Fusion of Simulation and Experiment Data for Hypersonic Flow Field Prediction via Pre-Training and Fine-Tuning
Yuan Jia, Guoqin Zhao, Hao Ma, Xin Li, Chi Zhang, Chih-Yung Wen
TL;DR
This work addresses hypersonic flow field prediction over a compression ramp by fusing CFD simulations with experimental schlieren and pressure data through a pre-training and fine-tuning strategy. It compares encoder–decoder Vision Transformers and attention-based CNNs, showing that incorporating experimental data yields measurable improvements in pressure and density predictions and that the CNN architecture offers superior accuracy. A global stability analysis based on the high-fidelity model demonstrates the framework’s capacity to support engineering design while reducing computational cost.
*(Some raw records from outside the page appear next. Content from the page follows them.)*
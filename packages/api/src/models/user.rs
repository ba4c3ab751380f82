//! # User records
//!
//! Two views of a user cross the client:
//!
//! - [`SessionUser`]: the reduced `{email, role}` record kept in the session and
//!   persisted under [`store::USER_KEY`]. Anything else the backend returns at
//!   login is dropped before it reaches storage.
//! - [`AdminUser`]: the full record shown in the back-office tables.
//!
//! [`Role`] gates which routes and controls render. It is a UX hint only; the
//! backend re-checks authorization on every request.

use chrono::NaiveDateTime;
use serde::{Deserialize, Serialize};
use std::fmt;

#[derive(Debug, Clone, Copy, Default, PartialEq, Eq, Hash, Serialize, Deserialize)]
#[serde(rename_all = "SCREAMING_SNAKE_CASE")]
pub enum Role {
    #[default]
    User,
    Admin,
}

impl Role {
    pub fn as_str(&self) -> &'static str {
        match self {
            Role::User => "USER",
            Role::Admin => "ADMIN",
        }
    }
}

impl fmt::Display for Role {
    fn fmt(&self, f: &mut fmt::Formatter<'_>) -> fmt::Result {
        f.write_str(self.as_str())
    }
}

/// The user as the session knows it.
#[derive(Debug, Clone, PartialEq, Eq, Serialize, Deserialize)]
pub struct SessionUser {
    pub email: String,
    pub role: Role,
}

impl SessionUser {
    pub fn is_admin(&self) -> bool {
        self.role == Role::Admin
    }
}

/// A user as listed in the admin back-office.
#[derive(Debug, Clone, PartialEq, Serialize, Deserialize)]
#[serde(rename_all = "camelCase")]
pub struct AdminUser {
    pub id: i64,
    pub name: String,
    #[serde(default)]
    pub surname: String,
    pub email: String,
    pub role: Role,
    #[serde(default)]
    pub enabled: bool,
    #[serde(default)]
    pub email_verified: bool,
    #[serde(default)]
    pub created_at: Option<NaiveDateTime>,
    #[serde(default)]
    pub last_login: Option<NaiveDateTime>,
    #[serde(default)]
    pub reservations_count: u32,
}

impl AdminUser {
    /// Display-only "Name Surname".
    pub fn full_name(&self) -> String {
        match (self.name.trim(), self.surname.trim()) {
            (n, "") => n.to_string(),
            ("", s) => s.to_string(),
            (n, s) => format!("{n} {s}"),
        }
    }

    pub fn display_created(&self) -> String {
        display_timestamp(self.created_at)
    }

    pub fn display_last_login(&self) -> String {
        display_timestamp(self.last_login)
    }
}

fn display_timestamp(t: Option<NaiveDateTime>) -> String {
    t.map(|t| t.format("%d/%m/%Y %H:%M").to_string())
        .unwrap_or_else(|| "never".to_string())
}

/// Create/update payload for the admin user form.
#[derive(Debug, Clone, Default, PartialEq, Serialize, Deserialize)]
#[serde(rename_all = "camelCase")]
pub struct UserRequest {
    pub name: String,
    pub surname: String,
    pub email: String,
    /// Required on create, optional on update (blank keeps the current password).
    #[serde(skip_serializing_if = "Option::is_none")]
    pub password: Option<String>,
    pub role: Role,
    pub enabled: bool,
}

impl From<&AdminUser> for UserRequest {
    fn from(user: &AdminUser) -> Self {
        Self {
            name: user.name.clone(),
            surname: user.surname.clone(),
            email: user.email.clone(),
            password: None,
            role: user.role,
            enabled: user.enabled,
        }
    }
}

#[cfg(test)]
mod tests {
    use super::*;

    #[test]
    fn test_admin_user_from_backend_json() {
        let json = r#"{
            "id": 7,
            "name": "Ada",
            "surname": "Lovelace",
            "email": "ada@example.com",
            "role": "ADMIN",
            "enabled": true,
            "emailVerified": false,
            "createdAt": "2024-03-01T12:30:00",
            "lastLogin": null,
            "reservationsCount": 4
        }"#;
        let user: AdminUser = serde_json::from_str(json).unwrap();
        assert_eq!(user.role, Role::Admin);
        assert_eq!(user.full_name(), "Ada Lovelace");
        assert_eq!(user.reservations_count, 4);
        assert!(user.last_login.is_none());
    }

    #[test]
    fn test_full_name_with_missing_parts() {
        let mut user: AdminUser = serde_json::from_str(
            r#"{"id": 1, "name": "Solo", "email": "s@x.io", "role": "USER"}"#,
        )
        .unwrap();
        assert_eq!(user.full_name(), "Solo");
        user.name.clear();
        user.surname = "Last".into();
        assert_eq!(user.full_name(), "Last");
    }

    #[test]
    fn test_update_request_omits_blank_password() {
        let request = UserRequest {
            name: "A".into(),
            surname: "B".into(),
            email: "a@b.co".into(),
            password: None,
            role: Role::User,
            enabled: true,
        };
        let json = serde_json::to_value(&request).unwrap();
        assert!(json.get("password").is_none());
        assert_eq!(json["role"], "USER");
    }
}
Furthermore, pre-training on CFD data and subsequent fine-tuning with schlieren images extend applicability to real-world conditions, reconstructing velocity and pressure fields beyond the initial parameter space. The results highlight a practical, transfer-learning-enabled pathway to accurate, efficient hypersonic flow modeling that couples simulation with measurement data.
Abstract
Accurate prediction of hypersonic flow fields over a compression ramp is critical for aerodynamic design but remains challenging due to the scarcity of experimental measurements such as velocity. This study systematically develops a data fusion framework to address this issue. In the first phase, a model trained solely on Computational Fluid Dynamics (CFD) data establishes a baseline for flow field prediction. The second phase demonstrates that enriching the training with both CFD and experimental data significantly enhances predictive accuracy: errors in pressure and density are reduced to 12.6% and 7.4%, respectively. This model also captures key flow features such as separation and reattachment shocks more distinctly. Physical analyses based on this improved model, including investigations into ramp angle effects and global stability analysis, confirm its utility for efficient design applications. In the third phase, a pre-trained model (using only CFD data) is successfully fine-tuned with experimental schlieren images, effectively reconstructing velocity fields and validating the transferability of the approach. This step-wise methodology demonstrates the effectiveness of combining simulation and experiment by pre-training and fine-tuning, offering a robust and efficient pathway for hypersonic flow modeling in real-world.